Bye, Bye, Med School
C is for Chemistry
No more medical school. No big salary. No purpose.
I sat in front of my computer looking with disbelief at my final grade for Chemistry – a C. That was not the worst grade I could get but it all but guaranteed I would not be accepted to medical school.
I was only a second year student and I had already ruined my future, I thought. I chose to study Biology because I wanted to learn about the world around me, the world God created, but that would not get me a job, I realized. I internally debated if I would rather be a physician, a physician’s assistant, or a physical therapist. All of these jobs would pay well but I did not really want to do any of them. But after this grade I couldn’t do any of them.
School was always easy for me but now in Chemistry I just could not succeed. I was quickly realizing that my hardest efforts were not enough, and that was difficult to accept. Who wants to accept that they just are not good enough for something? The American Dream formed me to think that if I just worked hard enough I could be anything I wanted. That was not true anymore. My purpose in college had been to succeed to get a good job, but now that was over, so what was my purpose?
My faith in God had always been in my back pocket, ready to be used in a time of need, but it had been neglected and replaced with school. I had God in my pocket but my books in my hands. I had given my life to school and I failed it. But I failed to give my life to God and had already failed Him. Was my purpose in the wrong thing? Did God deserve my leftover devotion or something more?
What’s the Purpose?
Desperate and hopeless I turned to the only thing I could think of – the Bible. I opened and found Jesus’ words in Matthew “If anyone wishes to come after Me, he must deny himself, and take up his cross and follow Me. For whoever wishes to save his life will lose it; but whoever loses his life for My sake will find it. For what will it profit a man if he gains the whole world and forfeits his soul? Or what will a man give in exchange for his soul?”

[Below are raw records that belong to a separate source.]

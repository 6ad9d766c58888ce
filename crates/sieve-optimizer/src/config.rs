//! Optimizer configuration.

use serde::{Deserialize, Serialize};
use std::fmt;
use std::str::FromStr;

/// Optimization objective
#[derive(Debug, Clone, Copy, PartialEq, Eq, Default, Serialize, Deserialize)]
#[serde(rename_all = "kebab-case")]
pub enum Objective {
    /// Maximize `(expected_return - risk_free_rate) / volatility`
    #[default]
    MaxSharpe,
    /// Minimize portfolio variance; risk aversion is ignored
    MinRisk,
    /// Maximize `expected_return - risk_aversion / 2 * variance`
    Utility,
}

impl fmt::Display for Objective {
    fn fmt(&self, f: &mut fmt::Formatter<'_>) -> fmt::Result {
        let name = match self {
            Self::MaxSharpe => "max-sharpe",
            Self::MinRisk => "min-risk",
            Self::Utility => "utility",
        };
        f.write_str(name)
    }
}

impl FromStr for Objective {
    type Err = String;

    fn from_str(s: &str) -> Result<Self, Self::Err> {
        match s.to_ascii_lowercase().replace('_', "-").as_str() {
            "max-sharpe" | "sharpe" => Ok(Self::MaxSharpe),
            "min-risk" | "minrisk" | "min-variance" => Ok(Self::MinRisk),
            "utility" | "mean-variance" => Ok(Self::Utility),
            other => Err(format!("unknown objective: {other}")),
        }
    }
}

/// Portfolio optimizer configuration
#[derive(Debug, Clone, PartialEq, Serialize, Deserialize)]
#[serde(default)]
pub struct OptimizerConfig {
    /// Objective (default: MaxSharpe)
    pub objective: Objective,

    /// Risk aversion for the Utility objective (default: 2.0)
    pub risk_aversion: f64,

    /// Maximum weight of any held asset (default: 0.20)
    pub max_weight: f64,

    /// Maximum number of held assets (default: 15)
    pub max_holdings: usize,

    /// Minimum weight of any held asset (default: 0.01)
    pub weight_floor: f64,

    /// Annual risk-free rate (default: 0.02)
    pub risk_free_rate: f64,

    /// Return periods per year, converts the risk-free rate (default: 252)
    pub periods_per_year: f64,

    /// Gradient iterations per solve (default: 5000)
    pub max_iterations: usize,

    /// Convergence tolerance on the weight change (default: 1e-10)
    pub tolerance: f64,
}

impl Default for OptimizerConfig {
    fn default() -> Self {
        Self {
            objective: Objective::MaxSharpe,
            risk_aversion: 2.0,
            max_weight: 0.20,
            max_holdings: 15,
            weight_floor: 0.01,
            risk_free_rate: 0.02,
            periods_per_year: 252.0,
            max_iterations: 5000,
            tolerance: 1e-10,
        }
    }
}

impl OptimizerConfig {
    /// Risk-free rate per return period.
    pub fn periodic_risk_free_rate(&self) -> f64 {
        self.risk_free_rate / self.periods_per_year
    }
}
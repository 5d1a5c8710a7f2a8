//! BitReader: reads a packed bitstream, most significant bit first.
//!
//! NOTE: This module can read from any I/O source that supports the read() call. Reading
//! past the end of the source is an error; no bits are ever synthesized.
//!

use std::io::{ErrorKind, Read};

use crate::error::{HufError, Result};

const BUFFER_SIZE: usize = 64 * 1024;

/// Reads a packed bitstream from any byte source.
#[derive(Debug)]
pub struct BitReader<R> {
    buffer: Vec<u8>,
    cursor: usize,
    bit_index: usize,
    bits_read: u64,
    source: R,
}

impl<R: Read> BitReader<R> {
    /// Creates a new BitReader and pre-reads the first buffer of data.
    pub fn new(source: R) -> Result<Self> {
        let mut br = Self {
            buffer: Vec::with_capacity(BUFFER_SIZE),
            cursor: 0,
            bit_index: 0,
            bits_read: 0,
            source,
        };
        br.have_data()?;
        Ok(br)
    }

    /// Check (and refill) buffer. Returns true if we have data, false if there is no more
    fn have_data(&mut self) -> Result<bool> {
        // Only try to read more data when the buffer length is equal to the buffer cursor location
        if self.cursor == self.buffer.len() {
            self.buffer.resize(BUFFER_SIZE, 0);
            let size = loop {
                match self.source.read(&mut self.buffer) {
                    Ok(size) => break size,
                    Err(e) if e.kind() == ErrorKind::Interrupted => continue,
                    Err(e) => return Err(e.into()),
                }
            };
            // Adjust the buffer if we read less than the buffer size
            self.buffer.truncate(size);
            // Reset the cursor and bit index
            self.cursor = 0;
            self.bit_index = 0;
            // If nothing came back from our read attempt, then we have no more data.
            if size == 0 {
                return Ok(false);
            }
        }
        Ok(true)
    }

    /// Return the next bit, *true* for 1 and *false* for 0.
    pub fn bit(&mut self) -> Result<bool> {
        if !self.have_data()? {
            return Err(HufError::TruncatedStream {
                bits_read: self.bits_read,
            });
        }
        let bit = (self.buffer[self.cursor] >> (7 - self.bit_index)) & 1;
        self.bit_index += 1;
        if self.bit_index == 8 {
            self.bit_index = 0;
            self.cursor += 1;
        }
        self.bits_read += 1;
        Ok(bit == 1)
    }

    /// Return the next n bits (n <= 32) as an unsigned value, first bit most significant.
    pub fn bits(&mut self, n: u8) -> Result<u32> {
        debug_assert!(n <= 32, "bits called with {} bits", n);
        let mut result = 0_u64;
        for _ in 0..n {
            result = result << 1 | self.bit()? as u64;
        }
        Ok(result as u32)
    }

    /// Total bits consumed so far.
    pub fn bits_read(&self) -> u64 {
        self.bits_read
    }

    /// Debugging function. Report current position in the stream.
    pub fn loc(&self) -> String {
        format!("[{}.{}]", self.bits_read / 8, self.bits_read % 8)
    }
}
//! The huffman module holds the static Huffman model shared by the encoder and decoder.
//!
//! - header: writes and reads the frequency table at the front of every compressed stream.
//! - huffman: builds the prefix code tree from a frequency table.
//! - code_table: derives the bit code of every symbol from the tree.
//!
//! Nothing here carries state between calls. Both sides rebuild the tree from the same
//! frequency table, and the deterministic tie break guarantees they get the same one.
//!

pub mod code_table;
pub mod header;
pub mod huffman;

I needed something different, because what I was doing was not working. I exchanged my soul for school. I tried to save my life but I ended up losing it. From then on my purpose was going to be living for God, and not school or myself. I found my purpose in Jesus and the grace he offered and that freed me from my failures. My purpose was to follow Him.
I had a new outlook on university. I was not there to succeed and get a good job but there to help others know God and find their purpose in life. I was a new person. I worked hard in class to learn about His creation, not to get a good job. I shared my new purpose with my friends and was amazed to see others trust Him, like I had. I no longer needed a good job to make a lot of money, but instead I wanted a job where I could help others know God.
My purpose had been found. Chemistry lead me to God.